• Work required: Please print all of the records that follow with nothing altered.

START Provided records

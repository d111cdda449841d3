//! Mutually exclusive tier rules
//!
//! Cholesterol and BMI are bucketed into tiers, and each tier maps to at
//! most one message. A record lands in exactly one bucket per group, so the
//! group can never fire twice.

use super::{Explanation, ExplanationCode, Rule, RuleCategory};
use crate::record::{Field, Level, RiskRecord};

/// Cholesterol tier that carries an explanation
#[derive(Debug, Clone, Copy, PartialEq, Eq)]
pub enum CholesterolLevel {
    AboveNormal,
    WellAboveNormal,
}

impl CholesterolLevel {
    /// Bucket a laboratory level; normal cholesterol has no tier
    pub fn from_level(level: Level) -> Option<Self> {
        match level {
            Level::Normal => None,
            Level::AboveNormal => Some(CholesterolLevel::AboveNormal),
            Level::WellAboveNormal => Some(CholesterolLevel::WellAboveNormal),
        }
    }

    pub fn code(&self) -> ExplanationCode {
        match self {
            CholesterolLevel::AboveNormal => ExplanationCode::CholesterolAboveNormal,
            CholesterolLevel::WellAboveNormal => ExplanationCode::CholesterolWellAboveNormal,
        }
    }

    pub fn message(&self) -> &'static str {
        match self {
            CholesterolLevel::AboveNormal => "Kolesterol di atas normal",
            CholesterolLevel::WellAboveNormal => "Kolesterol sangat di atas normal",
        }
    }
}

/// Obesity class derived from BMI
#[derive(Debug, Clone, Copy, PartialEq, Eq)]
pub enum ObesityClass {
    ClassI,
    ClassII,
    ClassIII,
}

/// Lower bounds (inclusive) of each obesity class, highest first
const OBESITY_BANDS: [(f64, ObesityClass); 3] = [
    (40.0, ObesityClass::ClassIII),
    (35.0, ObesityClass::ClassII),
    (30.0, ObesityClass::ClassI),
];

impl ObesityClass {
    /// Bucket a BMI value; anything under 30 has no class
    pub fn from_bmi(bmi: f64) -> Option<Self> {
        OBESITY_BANDS
            .iter()
            .find(|(lower, _)| bmi >= *lower)
            .map(|(_, class)| *class)
    }

    pub fn code(&self) -> ExplanationCode {
        match self {
            ObesityClass::ClassI => ExplanationCode::ObesityClassI,
            ObesityClass::ClassII => ExplanationCode::ObesityClassII,
            ObesityClass::ClassIII => ExplanationCode::ObesityClassIII,
        }
    }

    /// Message for this class with the BMI shown to one decimal place
    pub fn message(&self, bmi: f64) -> String {
        let detail = match self {
            ObesityClass::ClassI => "Obesitas Kelas I: Peningkatan risiko penyakit kardiovaskular.",
            ObesityClass::ClassII => {
                "Obesitas Kelas II: Risiko tinggi terkena hipertensi, diabetes, dan dislipidemia."
            }
            ObesityClass::ClassIII => "Obesitas Kelas III: Risiko penyakit kardiovaskular sangat tinggi.",
        };
        format!("BMI = {:.1}, {}", bmi, detail)
    }
}

/// Fires one of the two cholesterol messages
#[derive(Debug, Default, Clone, Copy)]
pub struct CholesterolRule;

impl Rule for CholesterolRule {
    fn id(&self) -> &str {
        "cholesterol"
    }

    fn category(&self) -> RuleCategory {
        RuleCategory::Laboratory
    }

    fn field(&self) -> Field {
        Field::Cholesterol
    }

    fn evaluate(&self, record: &RiskRecord) -> Option<Explanation> {
        let tier = CholesterolLevel::from_level(record.cholesterol())?;
        Some(Explanation::new(tier.code(), Field::Cholesterol, tier.message()))
    }
}

/// Fires one of the three obesity messages
#[derive(Debug, Default, Clone, Copy)]
pub struct ObesityRule;

impl Rule for ObesityRule {
    fn id(&self) -> &str {
        "obesity"
    }

    fn category(&self) -> RuleCategory {
        RuleCategory::BodyComposition
    }

    fn field(&self) -> Field {
        Field::Bmi
    }

    fn evaluate(&self, record: &RiskRecord) -> Option<Explanation> {
        let bmi = record.bmi();
        let class = ObesityClass::from_bmi(bmi)?;
        Some(Explanation::new(class.code(), Field::Bmi, class.message(bmi)))
    }
}
//! CLI module for the risk service
//!
//! Serves the HTTP interface, assesses single records from flags or files,
//! prints explanations without a model, and pre-fetches model artifacts.

pub mod commands;
pub mod output;

pub use commands::{RecordArgs, RiskCli, RiskCommands};
pub use output::{AssessmentOutput, ExplainOutput, FetchOutput, OutputFormat};

use cardio_risk_core::{ArtifactError, InferenceError, RecordError, RiskError};
use thiserror::Error;

/// Exit codes for CLI operations
#[derive(Debug, Clone, Copy, PartialEq, Eq)]
#[repr(i32)]
pub enum ExitCode {
    /// Success; for `assess`, the record is not at risk
    Success = 0,
    /// The assessed record is at risk
    AtRisk = 1,
    /// Invalid input, arguments or configuration
    InvalidInput = 3,
    /// File not found or inaccessible
    FileError = 4,
    /// Model artifacts missing, corrupt or incompatible
    ArtifactError = 5,
    /// Internal error
    InternalError = 10,
}

impl From<ExitCode> for i32 {
    fn from(code: ExitCode) -> Self {
        code as i32
    }
}

impl ExitCode {
    /// Exit code for an assessment verdict
    pub fn from_verdict(at_risk: bool) -> Self {
        if at_risk {
            ExitCode::AtRisk
        } else {
            ExitCode::Success
        }
    }
}

/// CLI errors
#[derive(Error, Debug)]
pub enum CliError {
    #[error(transparent)]
    Risk(#[from] RiskError),

    #[error("Invalid input: {0}")]
    InvalidInput(String),

    #[error("File error: {0}")]
    FileError(String),

    #[error("Serialization error: {0}")]
    SerializationError(String),

    #[error("Server error: {0}")]
    ServerError(String),
}

impl From<RecordError> for CliError {
    fn from(err: RecordError) -> Self {
        CliError::Risk(RiskError::Record(err))
    }
}

impl From<ArtifactError> for CliError {
    fn from(err: ArtifactError) -> Self {
        CliError::Risk(RiskError::Artifact(err))
    }
}

impl From<InferenceError> for CliError {
    fn from(err: InferenceError) -> Self {
        CliError::Risk(RiskError::Inference(err))
    }
}

impl CliError {
    pub fn exit_code(&self) -> ExitCode {
        match self {
            CliError::Risk(RiskError::Record(_)) | CliError::Risk(RiskError::Config(_)) => {
                ExitCode::InvalidInput
            }
            CliError::Risk(RiskError::File(_)) => ExitCode::FileError,
            CliError::Risk(RiskError::Artifact(_)) => ExitCode::ArtifactError,
            CliError::Risk(RiskError::Inference(_)) => ExitCode::InternalError,
            CliError::InvalidInput(_) => ExitCode::InvalidInput,
            CliError::FileError(_) => ExitCode::FileError,
            CliError::SerializationError(_) | CliError::ServerError(_) => ExitCode::InternalError,
        }
    }
}

/// Run a parsed command against a loaded configuration
pub async fn run(
    command: RiskCommands,
    config: cardio_risk_core::config::AppConfig,
) -> Result<ExitCode, CliError> {
    match command {
        RiskCommands::Serve {
            host,
            port,
            no_explanations,
        } => commands::execute_serve(config, host, port, no_explanations).await,
        RiskCommands::Assess {
            record,
            format,
            no_explanations,
        } => commands::execute_assess(config, record, format, no_explanations).await,
        RiskCommands::Explain { record, format } => commands::execute_explain(record, format),
        RiskCommands::Fetch { format } => commands::execute_fetch(config, format).await,
    }
}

END Provided records

• Solution:
repository d111cdda449841d3
//! Mutually exclusive tier rules
//!
//! Cholesterol and BMI are bucketed into tiers, and each tier maps to at
//! most one message. A record lands in exactly one bucket per group, so the
//! group can never fire twice.

use super::{Explanation, ExplanationCode, Rule, RuleCategory};
use crate::record::{Field, Level, RiskRecord};

/// Cholesterol tier that carries an explanation
#[derive(Debug, Clone, Copy, PartialEq, Eq)]
pub enum CholesterolLevel {
    AboveNormal,
    WellAboveNormal,
}

impl CholesterolLevel {
    /// Bucket a laboratory level; normal cholesterol has no tier
    pub fn from_level(level: Level) -> Option<Self> {
        match level {
            Level::Normal => None,
            Level::AboveNormal => Some(CholesterolLevel::AboveNormal),
            Level::WellAboveNormal => Some(CholesterolLevel::WellAboveNormal),
        }
    }

    pub fn code(&self) -> ExplanationCode {
        match self {
            CholesterolLevel::AboveNormal => ExplanationCode::CholesterolAboveNormal,
            CholesterolLevel::WellAboveNormal => ExplanationCode::CholesterolWellAboveNormal,
        }
    }

    pub fn message(&self) -> &'static str {
        match self {
            CholesterolLevel::AboveNormal => "Kolesterol di atas normal",
            CholesterolLevel::WellAboveNormal => "Kolesterol sangat di atas normal",
        }
    }
}

/// Obesity class derived from BMI
#[derive(Debug, Clone, Copy, PartialEq, Eq)]
pub enum ObesityClass {
    ClassI,
    ClassII,
    ClassIII,
}

/// Lower bounds (inclusive) of each obesity class, highest first
const OBESITY_BANDS: [(f64, ObesityClass); 3] = [
    (40.0, ObesityClass::ClassIII),
    (35.0, ObesityClass::ClassII),
    (30.0, ObesityClass::ClassI),
];

impl ObesityClass {
    /// Bucket a BMI value; anything under 30 has no class
    pub fn from_bmi(bmi: f64) -> Option<Self> {
        OBESITY_BANDS
            .iter()
            .find(|(lower, _)| bmi >= *lower)
            .map(|(_, class)| *class)
    }

    pub fn code(&self) -> ExplanationCode {
        match self {
            ObesityClass::ClassI => ExplanationCode::ObesityClassI,
            ObesityClass::ClassII => ExplanationCode::ObesityClassII,
            ObesityClass::ClassIII => ExplanationCode::ObesityClassIII,
        }
    }

    /// Message for this class with the BMI shown to one decimal place
    pub fn message(&self, bmi: f64) -> String {
        let detail = match self {
            ObesityClass::ClassI => "Obesitas Kelas I: Peningkatan risiko penyakit kardiovaskular.",
            ObesityClass::ClassII => {
                "Obesitas Kelas II: Risiko tinggi terkena hipertensi, diabetes, dan dislipidemia."
            }
            ObesityClass::ClassIII => "Obesitas Kelas III: Risiko penyakit kardiovaskular sangat tinggi.",
        };
        format!("BMI = {:.1}, {}", bmi, detail)
    }
}

/// Fires one of the two cholesterol messages
#[derive(Debug, Default, Clone, Copy)]
pub struct CholesterolRule;

impl Rule for CholesterolRule {
    fn id(&self) -> &str {
        "cholesterol"
    }

    fn category(&self) -> RuleCategory {
        RuleCategory::Laboratory
    }

    fn field(&self) -> Field {
        Field::Cholesterol
    }

    fn evaluate(&self, record: &RiskRecord) -> Option<Explanation> {
        let tier = CholesterolLevel::from_level(record.cholesterol())?;
        Some(Explanation::new(tier.code(), Field::Cholesterol, tier.message()))
    }
}

/// Fires one of the three obesity messages
#[derive(Debug, Default, Clone, Copy)]
pub struct ObesityRule;

impl Rule for ObesityRule {
    fn id(&self) -> &str {
        "obesity"
    }

    fn category(&self) -> RuleCategory {
        RuleCategory::BodyComposition
    }

    fn field(&self) -> Field {
        Field::Bmi
    }

    fn evaluate(&self, record: &RiskRecord) -> Option<Explanation> {
        let bmi = record.bmi();
        let class = ObesityClass::from_bmi(bmi)?;
        Some(Explanation::new(class.code(), Field::Bmi, class.message(bmi)))
    }
}
//! CLI module for the risk service
//!
//! Serves the HTTP interface, assesses single records from flags or files,
//! prints explanations without a model, and pre-fetches model artifacts.

pub mod commands;
pub mod output;

pub use commands::{RecordArgs, RiskCli, RiskCommands};
pub use output::{AssessmentOutput, ExplainOutput, FetchOutput, OutputFormat};

use cardio_risk_core::{ArtifactError, InferenceError, RecordError, RiskError};
use thiserror::Error;

/// Exit codes for CLI operations
#[derive(Debug, Clone, Copy, PartialEq, Eq)]
#[repr(i32)]
pub enum ExitCode {
    /// Success; for `assess`, the record is not at risk
    Success = 0,
    /// The assessed record is at risk
    AtRisk = 1,
    /// Invalid input, arguments or configuration
    InvalidInput = 3,
    /// File not found or inaccessible
    FileError = 4,
    /// Model artifacts missing, corrupt or incompatible
    ArtifactError = 5,
    /// Internal error
    InternalError = 10,
}

impl From<ExitCode> for i32 {
    fn from(code: ExitCode) -> Self {
        code as i32
    }
}

impl ExitCode {
    /// Exit code for an assessment verdict
    pub fn from_verdict(at_risk: bool) -> Self {
        if at_risk {
            ExitCode::AtRisk
        } else {
            ExitCode::Success
        }
    }
}

/// CLI errors
#[derive(Error, Debug)]
pub enum CliError {
    #[error(transparent)]
    Risk(#[from] RiskError),

    #[error("Invalid input: {0}")]
    InvalidInput(String),

    #[error("File error: {0}")]
    FileError(String),

    #[error("Serialization error: {0}")]
    SerializationError(String),

    #[error("Server error: {0}")]
    ServerError(String),
}

impl From<RecordError> for CliError {
    fn from(err: RecordError) -> Self {
        CliError::Risk(RiskError::Record(err))
    }
}

impl From<ArtifactError> for CliError {
    fn from(err: ArtifactError) -> Self {
        CliError::Risk(RiskError::Artifact(err))
    }
}

impl From<InferenceError> for CliError {
    fn from(err: InferenceError) -> Self {
        CliError::Risk(RiskError::Inference(err))
    }
}

impl CliError {
    pub fn exit_code(&self) -> ExitCode {
        match self {
            CliError::Risk(RiskError::Record(_)) | CliError::Risk(RiskError::Config(_)) => {
                ExitCode::InvalidInput
            }
            CliError::Risk(RiskError::File(_)) => ExitCode::FileError,
            CliError::Risk(RiskError::Artifact(_)) => ExitCode::ArtifactError,
            CliError::Risk(RiskError::Inference(_)) => ExitCode::InternalError,
            CliError::InvalidInput(_) => ExitCode::InvalidInput,
            CliError::FileError(_) => ExitCode::FileError,
            CliError::SerializationError(_) | CliError::ServerError(_) => ExitCode::InternalError,
        }
    }
}

/// Run a parsed command against a loaded configuration
pub async fn run(
    command: RiskCommands,
    config: cardio_risk_core::config::AppConfig,
) -> Result<ExitCode, CliError> {
    match command {
        RiskCommands::Serve {
            host,
            port,
            no_explanations,
        } => commands::execute_serve(config, host, port, no_explanations).await,
        RiskCommands::Assess {
            record,
            format,
            no_explanations,
        } => commands::execute_assess(config, record, format, no_explanations).await,
        RiskCommands::Explain { record, format } => commands::execute_explain(record, format),
        RiskCommands::Fetch { format } => commands::execute_fetch(config, format).await,
    }
}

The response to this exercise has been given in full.